Ingredients for Buckwheat and Hazelnut Cookies

  • 1 cup buckwheat flour
  • 1/2 cup rice flour
  • 1 egg
  • 1/4 cup raw cane sugar (or granulated)
  • 1 tbsp baking powder
  • 1/3 cup vegetable oil
  • 1/2 cup whole hazelnuts

Steps for Buckwheat and Hazelnut Cookies

  • Take the whole hazelnuts and roughly chop them with a knife, so you can feel them well in the dough.
    In a bowl, crack the egg and add the raw cane sugar, mixing with a whisk or a fork.
    Pour in the vegetable oil and continue stirring to incorporate it well into the egg and sugar mixture.

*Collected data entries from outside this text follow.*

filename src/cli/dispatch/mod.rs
//! Map validated CLI arguments to an action.

use crate::cli::actions::{server::Args, Action};
use crate::cli::commands::database;
use anyhow::Result;

/// Map validated CLI matches to a server action.
///
/// # Errors
/// Returns an error if required arguments are missing or inconsistent.
pub fn handler(matches: &clap::ArgMatches) -> Result<Action> {
    let port = matches.get_one::<u16>("port").copied().unwrap_or(8080);

    let database = database::Options::parse(matches)?;

    Ok(Action::Server(Args {
        port,
        dsn: database.dsn,
        db_max_connections: database.max_connections,
        query_timeout: database.query_timeout,
    }))
}
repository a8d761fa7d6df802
use crate::cli::actions::{server, Action};
use anyhow::Result;

/// Execute the provided action.
/// # Errors
/// Returns an error if the action fails.
pub async fn execute(action: Action) -> Result<()> {
    match action {
        Action::Server(args) => server::execute(args).await,
    }
}
use super::handlers::{health, login};
use utoipa::openapi::{tag::TagBuilder, Contact, InfoBuilder, License, OpenApiBuilder};
use utoipa_axum::{router::OpenApiRouter, routes};

#[must_use]
pub fn openapi() -> utoipa::openapi::OpenApi {
    let (_router, openapi) = api_router().split_for_parts();
    openapi
}

/// Router whose routes are also the documented ones.
///
/// The preflight and method-rejection handlers on `/` are wired in
/// [`super::router`] and stay out of the document.
pub(crate) fn api_router() -> OpenApiRouter {
    OpenApiRouter::with_openapi(cargo_openapi())
        .routes(routes!(login::login))
        .routes(routes!(health::health))
}

fn cargo_openapi() -> utoipa::openapi::OpenApi {
    let mut info = InfoBuilder::new()
        .title(env!("CARGO_PKG_NAME"))
        .version(env!("CARGO_PKG_VERSION"))
        .description(non_empty(env!("CARGO_PKG_DESCRIPTION")))
        .build();

    info.contact = cargo_contact(env!("CARGO_PKG_AUTHORS"));
    info.license = non_empty(env!("CARGO_PKG_LICENSE")).map(|identifier| {
        let mut license = License::new(identifier);
        license.identifier = Some(identifier.to_string());
        license
    });

    let tags = [
        ("auth", "Artist and administrator login"),
        ("health", "Service and database status"),
    ]
    .into_iter()
    .map(|(name, description)| {
        TagBuilder::new()
            .name(name)
            .description(Some(description))
            .build()
    })
    .collect::<Vec<_>>();

    OpenApiBuilder::new().info(info).tags(Some(tags)).build()
}

// Cargo joins authors with `;`, each may read "Name <email>".
fn cargo_contact(authors: &str) -> Option<Contact> {
    let primary = non_empty(authors.split(';').next()?)?;

    let (name, email) = match primary.split_once('<') {
        Some((name, email)) => (non_empty(name), non_empty(email.trim_end_matches('>'))),
        None => (Some(primary), None),
    };

    if name.is_none() && email.is_none() {
        return None;
    }

    let mut contact = Contact::new();
    contact.name = name.map(str::to_string);
    contact.email = email.map(str::to_string);
    Some(contact)
}

fn non_empty(value: &str) -> Option<&str> {
    let trimmed = value.trim();
    (!trimmed.is_empty()).then_some(trimmed)
}
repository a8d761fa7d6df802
use crate::{
    api,
    auth::{DecisionEngine, PgAccountStore, StoreConfig},
    cli::telemetry,
};
use anyhow::{anyhow, Context, Result};
use secrecy::{ExposeSecret, SecretString};
use std::{sync::Arc, time::Duration};
use tracing::{info, warn};
use url::Url;

#[derive(Debug)]
pub struct Args {
    pub port: u16,
    pub dsn: Option<SecretString>,
    pub db_max_connections: u32,
    pub query_timeout: Duration,
}

/// Execute the server action.
/// # Errors
/// Returns an error if the connection string is malformed or the server fails to start.
pub async fn execute(args: Args) -> Result<()> {
    let store = store_config(&args)?;

    let engine = Arc::new(DecisionEngine::new(store));

    let result = api::new(args.port, engine).await;

    telemetry::shutdown_tracer();

    result
}

fn store_config(args: &Args) -> Result<StoreConfig> {
    let Some(dsn) = &args.dsn else {
        warn!("No database connection string configured, every login will fail");

        return Ok(StoreConfig::Missing);
    };

    let url = parse_dsn(dsn.expose_secret())?;

    info!(
        "Database: {}, max connections: {}, query timeout: {:?}",
        redact(&url),
        args.db_max_connections,
        args.query_timeout
    );

    let store = PgAccountStore::connect_lazy(
        dsn.expose_secret(),
        args.db_max_connections,
        args.query_timeout,
    )
    .context("Failed to configure database pool")?;

    Ok(StoreConfig::configured(store))
}

fn parse_dsn(dsn: &str) -> Result<Url> {
    // the DSN may carry a password, keep it out of the error
    let url = Url::parse(dsn).map_err(|e| anyhow!("Invalid database connection string: {e}"))?;

    match url.scheme() {
        "postgres" | "postgresql" => Ok(url),
        scheme => Err(anyhow!(
            "Unsupported database connection string scheme: {scheme}"
        )),
    }
}

fn redact(url: &Url) -> String {
    let mut redacted = url.clone();
    if redacted.password().is_some() {
        let _ = redacted.set_password(Some("****"));
    }
    redacted.to_string()
}
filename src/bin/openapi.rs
use anyhow::Result;

fn main() -> Result<()> {
    let doc = nightvolt_auth::api::openapi();
    let json = serde_json::to_string_pretty(&doc)?;
    println!("{json}");
    Ok(())
}
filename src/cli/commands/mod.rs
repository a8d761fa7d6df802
pub mod database;
pub mod logging;

use clap::{
    builder::styling::{AnsiColor, Effects, Styles},
    Arg, ColorChoice, Command,
};

#[must_use]
pub fn new() -> Command {
    let styles = Styles::styled()
        .header(AnsiColor::Yellow.on_default() | Effects::BOLD)
        .usage(AnsiColor::Green.on_default() | Effects::BOLD)
        .literal(AnsiColor::Blue.on_default() | Effects::BOLD)
        .placeholder(AnsiColor::Green.on_default());

    let long_version: &'static str = Box::leak(
        format!("{} - {}", env!("CARGO_PKG_VERSION"), crate::GIT_COMMIT_HASH).into_boxed_str(),
    );

    let command = Command::new("nightvolt-auth")
        .about(env!("CARGO_PKG_DESCRIPTION"))
        .version(env!("CARGO_PKG_VERSION"))
        .long_version(long_version)
        .color(ColorChoice::Auto)
        .styles(styles)
        .arg(
            Arg::new("port")
                .short('p')
                .long("port")
                .help("Port to listen on")
                .default_value("8080")
                .env("NIGHTVOLT_PORT")
                .value_parser(clap::value_parser!(u16)),
        );

    let command = database::with_args(command);
    logging::with_args(command)
}
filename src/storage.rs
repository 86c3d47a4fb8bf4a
//! Local persistence for favorites and recent transactions
//!
//! Each record is one JSON blob in the storage directory. A blob that is
//! missing or cannot be decoded reads as empty; only write failures are
//! reported to the caller.

use crate::{
    constants::MAX_STORED_TRANSACTIONS, error::StorageError, types::TransactionRecord,
};
use serde::de::DeserializeOwned;
use serde::Serialize;
use std::path::{Path, PathBuf};

const FAVORITES_RECORD: &str = "favorites.json";
const TRANSACTIONS_RECORD: &str = "transactions.json";

/// Favorited asset ids and recent on-ramp transactions
pub struct PortfolioStore {
    dir: PathBuf,
}

impl PortfolioStore {
    /// Opens (creating if needed) a store rooted at `dir`
    pub async fn open(dir: impl Into<PathBuf>) -> Result<Self, StorageError> {
        let dir = dir.into();
        tokio::fs::create_dir_all(&dir).await?;
        Ok(Self { dir })
    }

    /// Favorited asset identifiers, in the order they were added
    pub async fn favorites(&self) -> Vec<String> {
        self.read_record(FAVORITES_RECORD).await
    }

    pub async fn is_favorite(&self, id: &str) -> bool {
        self.favorites().await.iter().any(|f| f == id)
    }

    /// Adds or removes `id`, returning whether it is now a favorite
    pub async fn toggle_favorite(&self, id: &str) -> Result<bool, StorageError> {
        let mut favorites = self.favorites().await;
        let now_favorite = match favorites.iter().position(|f| f == id) {
            Some(index) => {
                favorites.remove(index);
                false
            }
            None => {
                favorites.push(id.to_string());
                true
            }
        };
        self.write_record(FAVORITES_RECORD, &favorites).await?;
        Ok(now_favorite)
    }

    /// Recent transactions, newest first
    pub async fn transactions(&self) -> Vec<TransactionRecord> {
        self.read_record(TRANSACTIONS_RECORD).await
    }

    /// Prepends `record`, keeping only the most recent entries
    pub async fn record_transaction(&self, record: TransactionRecord) -> Result<(), StorageError> {
        let mut transactions = self.transactions().await;
        transactions.insert(0, record);
        transactions.truncate(MAX_STORED_TRANSACTIONS);
        self.write_record(TRANSACTIONS_RECORD, &transactions).await
    }

    fn path(&self, record: &str) -> PathBuf {
        self.dir.join(record)
    }

    async fn read_record<T: DeserializeOwned + Default>(&self, record: &str) -> T {
        let path = self.path(record);
        let bytes = match tokio::fs::read(&path).await {
            Ok(bytes) => bytes,
            Err(e) if e.kind() == std::io::ErrorKind::NotFound => return T::default(),
            Err(e) => {
                tracing::warn!(path = %path.display(), error = %e, "Failed to read stored record");
                return T::default();
            }
        };

        serde_json::from_slice(&bytes).unwrap_or_else(|e| {
            tracing::warn!(path = %path.display(), error = %e, "Discarding unreadable stored record");
            T::default()
        })
    }

    async fn write_record<T: Serialize>(&self, record: &str, value: &T) -> Result<(), StorageError> {
        let bytes = serde_json::to_vec(value)?;
        write_atomically(&self.path(record), &bytes).await
    }
}

/// Writes via a temp file so readers never see a partial blob
async fn write_atomically(path: &Path, bytes: &[u8]) -> Result<(), StorageError> {
    let tmp = path.with_extension("json.tmp");
    tokio::fs::write(&tmp, bytes).await?;
    tokio::fs::rename(&tmp, path).await?;
    Ok(())
}
//! Per-identifier call bookkeeping and the rate-limit gate

use crate::constants::MAX_IDENTIFIER_ERRORS;
use std::collections::{HashMap, HashSet};
use std::sync::{Mutex, PoisonError};
use std::time::Duration;
use tokio::time::Instant;

/// Suppression window for the primary provider after a 429
pub struct RateLimitGate {
    until: Mutex<Option<Instant>>,
    default_backoff: Duration,
}

impl RateLimitGate {
    pub fn new(default_backoff: Duration) -> Self {
        Self {
            until: Mutex::new(None),
            default_backoff,
        }
    }

    /// Closes the gate for `retry_after`, or the default backoff without a hint
    pub fn trip(&self, retry_after: Option<Duration>) {
        let backoff = retry_after.unwrap_or(self.default_backoff);
        let deadline = Instant::now() + backoff;
        let mut until = self.until.lock().unwrap_or_else(PoisonError::into_inner);
        // A later deadline from an earlier response stays in force
        if until.map_or(true, |current| deadline > current) {
            *until = Some(deadline);
        }
        tracing::info!(backoff_secs = backoff.as_secs(), "Primary provider rate limited");
    }

    /// True while calls to the primary provider are suppressed
    pub fn is_active(&self) -> bool {
        self.remaining().is_some()
    }

    /// Time left until the gate opens
    pub fn remaining(&self) -> Option<Duration> {
        let until = self.until.lock().unwrap_or_else(PoisonError::into_inner);
        until
            .and_then(|deadline| deadline.checked_duration_since(Instant::now()))
            .filter(|left| !left.is_zero())
    }
}

#[derive(Default)]
struct LedgerState {
    last_attempt: HashMap<String, Instant>,
    errors: HashMap<String, u32>,
    blacklist: HashSet<String>,
}

/// Record of provider lookups per asset identifier
///
/// Blacklisted identifiers are never sent to a provider again for the
/// lifetime of the ledger.
pub struct CallLedger {
    state: Mutex<LedgerState>,
    cooldown: Duration,
}

impl CallLedger {
    pub fn new(cooldown: Duration) -> Self {
        Self {
            state: Mutex::new(LedgerState::default()),
            cooldown,
        }
    }

    pub fn is_blacklisted(&self, id: &str) -> bool {
        self.lock().blacklist.contains(id)
    }

    /// Claims a lookup slot for `id`
    ///
    /// Returns false if `id` is blacklisted or was attempted within the
    /// cooldown; otherwise records the attempt and returns true.
    pub fn try_begin(&self, id: &str) -> bool {
        let mut state = self.lock();
        if state.blacklist.contains(id) {
            return false;
        }
        let now = Instant::now();
        if let Some(last) = state.last_attempt.get(id) {
            if now.duration_since(*last) < self.cooldown {
                return false;
            }
        }
        state.last_attempt.insert(id.to_string(), now);
        true
    }

    /// Permanently excludes `id`, dropping its cooldown and error history
    pub fn blacklist(&self, id: &str) {
        let added = {
            let mut state = self.lock();
            state.last_attempt.remove(id);
            state.errors.remove(id);
            state.blacklist.insert(id.to_string())
        };
        if added {
            tracing::warn!(id, "Blacklisted identifier");
        }
    }

    /// Counts a failed lookup, blacklisting once the limit is reached
    pub fn record_error(&self, id: &str) {
        let count = {
            let mut state = self.lock();
            let count = state.errors.entry(id.to_string()).or_insert(0);
            *count += 1;
            *count
        };
        if count >= MAX_IDENTIFIER_ERRORS {
            self.blacklist(id);
        }
    }

    pub fn blacklist_len(&self) -> usize {
        self.lock().blacklist.len()
    }

    /// Forgets attempts whose cooldown has run out, returning how many
    pub fn purge_stale(&self) -> usize {
        let now = Instant::now();
        let mut state = self.lock();
        let before = state.last_attempt.len();
        state
            .last_attempt
            .retain(|_, last| now.duration_since(*last) < self.cooldown);
        before - state.last_attempt.len()
    }

    /// Identifiers with a cooldown or error count still on record
    pub fn tracked_len(&self) -> usize {
        let state = self.lock();
        state
            .last_attempt
            .keys()
            .chain(state.errors.keys())
            .collect::<HashSet<_>>()
            .len()
    }

    fn lock(&self) -> std::sync::MutexGuard<'_, LedgerState> {
        self.state.lock().unwrap_or_else(PoisonError::into_inner)
    }
}
//! Provider abstraction for fetching market data from external APIs

use crate::{
    error::ProviderError,
    types::{AssetQuote, SearchMatch},
};
use async_trait::async_trait;

/// Trait for market data providers
///
/// The client consults providers in priority order. Operations a provider
/// has no endpoint for return [`ProviderError::UnsupportedOperation`].
#[async_trait]
pub trait MarketDataProvider: Send + Sync {
    /// Fetches the top assets by market cap
    ///
    /// # Arguments
    /// * `currency` - Quote currency (e.g. "usd")
    /// * `limit` - Number of assets to return
    async fn fetch_markets(
        &self,
        currency: &str,
        limit: usize,
    ) -> Result<Vec<AssetQuote>, ProviderError>;

    /// Fetches a single asset by provider identifier
    ///
    /// Unknown identifiers yield [`ProviderError::NotFound`].
    async fn fetch_asset(&self, id: &str, currency: &str) -> Result<AssetQuote, ProviderError>;

    /// Free-text search over the provider's asset catalogue
    async fn search(&self, _query: &str) -> Result<Vec<SearchMatch>, ProviderError> {
        Err(ProviderError::UnsupportedOperation(self.provider_name()))
    }

    /// Currently trending assets
    async fn trending(&self) -> Result<Vec<SearchMatch>, ProviderError> {
        Err(ProviderError::UnsupportedOperation(self.provider_name()))
    }

    /// Looks up the canonical image URL for an asset
    async fn fetch_image_url(&self, id: &str) -> Result<String, ProviderError> {
        let quote = self.fetch_asset(id, "usd").await?;
        if quote.image.is_empty() {
            return Err(ProviderError::InvalidResponse(format!(
                "{} returned no image for {}",
                self.provider_name(),
                id
            )));
        }
        Ok(quote.image)
    }

    /// Returns the name of this provider
    fn provider_name(&self) -> &'static str;
}
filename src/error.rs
//! Error types for the market data client

use std::time::Duration;
use thiserror::Error;

/// Errors that can occur when fetching data from a provider
#[derive(Debug, Error)]
pub enum ProviderError {
    /// Network request failed
    #[error("Network error: {0}")]
    NetworkError(#[from] reqwest::Error),

    /// Invalid response from provider
    #[error("Invalid response: {0}")]
    InvalidResponse(String),

    /// Rate limit exceeded, with the server's reset hint if it sent one
    #[error("Rate limit exceeded (retry after {retry_after:?})")]
    RateLimitExceeded { retry_after: Option<Duration> },

    /// Identifier unknown to this provider
    #[error("Not found: {0}")]
    NotFound(String),

    /// Provider has no endpoint for this operation
    #[error("Operation not supported by {0}")]
    UnsupportedOperation(&'static str),

    /// Provider API error
    #[error("Provider API error: {0}")]
    ApiError(String),

    /// Timeout waiting for response
    #[error("Request timeout")]
    Timeout,
}

impl ProviderError {
    /// Maps a reqwest failure, keeping timeouts distinguishable
    pub fn from_request(err: reqwest::Error) -> Self {
        if err.is_timeout() {
            Self::Timeout
        } else {
            Self::NetworkError(err)
        }
    }

    /// True when another attempt against the same provider may succeed
    pub fn is_transient(&self) -> bool {
        matches!(
            self,
            Self::NetworkError(_) | Self::InvalidResponse(_) | Self::ApiError(_) | Self::Timeout
        )
    }

    /// True when the identifier should never be asked for again
    pub fn is_not_found(&self) -> bool {
        matches!(self, Self::NotFound(_))
    }
}

/// Errors from the local favorites/transactions storage
#[derive(Debug, Error)]
pub enum StorageError {
    /// Reading or writing the backing file failed
    #[error("Storage I/O error: {0}")]
    Io(#[from] std::io::Error),

    /// Record could not be (de)serialized
    #[error("Serialization error: {0}")]
    Serialization(#[from] serde_json::Error),
}

/// Errors building the on-ramp widget URL
#[derive(Debug, Error)]
pub enum WidgetError {
    /// No on-ramp API key configured
    #[error("On-ramp API key is not configured")]
    MissingApiKey,

    /// Base URL could not be parsed
    #[error("Invalid widget URL: {0}")]
    InvalidUrl(String),
}
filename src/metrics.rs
//! Provider health metrics collection and reporting
//!
//! Tracks latency percentiles, success rates and rate-limit hits per provider.

use std::collections::VecDeque;
use std::time::Duration;
use tokio::sync::RwLock;

/// Maximum number of samples to keep for metrics calculation
const MAX_SAMPLES: usize = 100;

/// How a single provider request ended
#[derive(Debug, Clone, Copy, PartialEq, Eq)]
pub enum RequestOutcome {
    Success,
    Failure,
    RateLimited,
}

/// Metrics for a single provider
#[derive(Debug, Clone)]
pub struct ProviderMetrics {
    /// Name of the provider
    pub provider_name: String,
    /// 50th percentile latency of successful requests in milliseconds
    pub latency_p50_ms: f64,
    /// 99th percentile latency of successful requests in milliseconds
    pub latency_p99_ms: f64,
    /// Success rate (0.0 to 1.0)
    pub success_rate: f64,
    /// Total number of requests tracked
    pub total_requests: u64,
    /// Number of failed requests, rate-limited ones included
    pub failed_requests: u64,
    /// Number of 429 responses
    pub rate_limited_requests: u64,
}

impl ProviderMetrics {
    /// Creates metrics with no data
    pub fn empty(provider_name: &str) -> Self {
        Self {
            provider_name: provider_name.to_string(),
            latency_p50_ms: 0.0,
            latency_p99_ms: 0.0,
            success_rate: 1.0,
            total_requests: 0,
            failed_requests: 0,
            rate_limited_requests: 0,
        }
    }
}

#[derive(Debug, Clone)]
struct LatencySample {
    duration_ms: f64,
    outcome: RequestOutcome,
}

#[derive(Debug, Default)]
struct Counters {
    total: u64,
    failed: u64,
    rate_limited: u64,
}

/// Collects and computes metrics for one provider
pub struct MetricsCollector {
    provider_name: String,
    samples: RwLock<VecDeque<LatencySample>>,
    counters: RwLock<Counters>,
}

impl MetricsCollector {
    /// Creates a new metrics collector for a provider
    pub fn new(provider_name: &str) -> Self {
        Self {
            provider_name: provider_name.to_string(),
            samples: RwLock::new(VecDeque::with_capacity(MAX_SAMPLES)),
            counters: RwLock::new(Counters::default()),
        }
    }

    /// Records a request with its duration and outcome
    pub async fn record_request(&self, duration: Duration, outcome: RequestOutcome) {
        {
            let mut counters = self.counters.write().await;
            counters.total += 1;
            match outcome {
                RequestOutcome::Success => {}
                RequestOutcome::Failure => counters.failed += 1,
                RequestOutcome::RateLimited => {
                    counters.failed += 1;
                    counters.rate_limited += 1;
                }
            }
        }

        let mut samples = self.samples.write().await;
        if samples.len() >= MAX_SAMPLES {
            samples.pop_front();
        }
        samples.push_back(LatencySample {
            duration_ms: duration.as_secs_f64() * 1000.0,
            outcome,
        });
    }

    /// Computes current metrics from collected samples
    pub async fn get_metrics(&self) -> ProviderMetrics {
        let samples = self.samples.read().await;
        let counters = self.counters.read().await;

        if samples.is_empty() {
            return ProviderMetrics::empty(&self.provider_name);
        }

        let mut latencies: Vec<f64> = samples
            .iter()
            .filter(|s| s.outcome == RequestOutcome::Success)
            .map(|s| s.duration_ms)
            .collect();
        latencies.sort_by(|a, b| a.partial_cmp(b).unwrap_or(std::cmp::Ordering::Equal));

        let success_rate = if counters.total > 0 {
            (counters.total - counters.failed) as f64 / counters.total as f64
        } else {
            1.0
        };

        ProviderMetrics {
            provider_name: self.provider_name.clone(),
            latency_p50_ms: percentile(&latencies, 50.0),
            latency_p99_ms: percentile(&latencies, 99.0),
            success_rate,
            total_requests: counters.total,
            failed_requests: counters.failed,
            rate_limited_requests: counters.rate_limited,
        }
    }
}

/// Calculate percentile from sorted values
fn percentile(sorted_values: &[f64], p: f64) -> f64 {
    if sorted_values.is_empty() {
        return 0.0;
    }

    let idx = (p / 100.0 * (sorted_values.len() - 1) as f64).round() as usize;
    sorted_values[idx.min(sorted_values.len() - 1)]
}

#[cfg(test)]
mod tests {
    use super::*;

    #[tokio::test]
    async fn test_outcomes_are_counted() {
        let collector = MetricsCollector::new("coingecko");

        collector
            .record_request(Duration::from_millis(100), RequestOutcome::Success)
            .await;
        collector
            .record_request(Duration::from_millis(300), RequestOutcome::Success)
            .await;
        collector
            .record_request(Duration::from_millis(20), RequestOutcome::RateLimited)
            .await;
        collector
            .record_request(Duration::from_millis(5000), RequestOutcome::Failure)
            .await;

        let metrics = collector.get_metrics().await;
        assert_eq!(metrics.total_requests, 4);
        assert_eq!(metrics.failed_requests, 2);
        assert_eq!(metrics.rate_limited_requests, 1);
        assert_eq!(metrics.success_rate, 0.5);
        // Failed requests do not skew latency
        assert_eq!(metrics.latency_p99_ms, 300.0);
    }

    #[tokio::test]
    async fn test_empty_collector() {
        let metrics = MetricsCollector::new("moonpay").get_metrics().await;
        assert_eq!(metrics.total_requests, 0);
        assert_eq!(metrics.success_rate, 1.0);
    }

    #[test]
    fn test_percentile() {
        let values = vec![1.0, 2.0, 3.0, 4.0, 5.0, 6.0, 7.0, 8.0, 9.0];
        assert_eq!(percentile(&values, 50.0), 5.0);
        assert_eq!(percentile(&values, 99.0), 9.0);
        assert_eq!(percentile(&[], 50.0), 0.0);
    }
}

    Add the buckwheat flour, rice flour, and baking powder. Start mixing with a spoon and then continue kneading with your hands until you get a soft, non-sticky dough.
    Incorporate the chopped hazelnuts into the dough and distribute them well. The dough will be slightly sticky.

    Remember to oil your hands well. Place the dough onto a baking tray lined with parchment paper and shape it with your hands into a loaf about 10 x 4 inches.
    Using a knife or a dough scraper, score the loaf to form cookies about 3/4 inch each.

    Place them on the tray, keeping them spaced apart, as they will expand during baking. Don’t worry if they elongate a bit while forming them; it’s completely normal.
    Bake in a static oven at 350°F for about 20/23 minutes.

  • Once baked, let them cool completely so they become crunchy on the outside and light on the inside.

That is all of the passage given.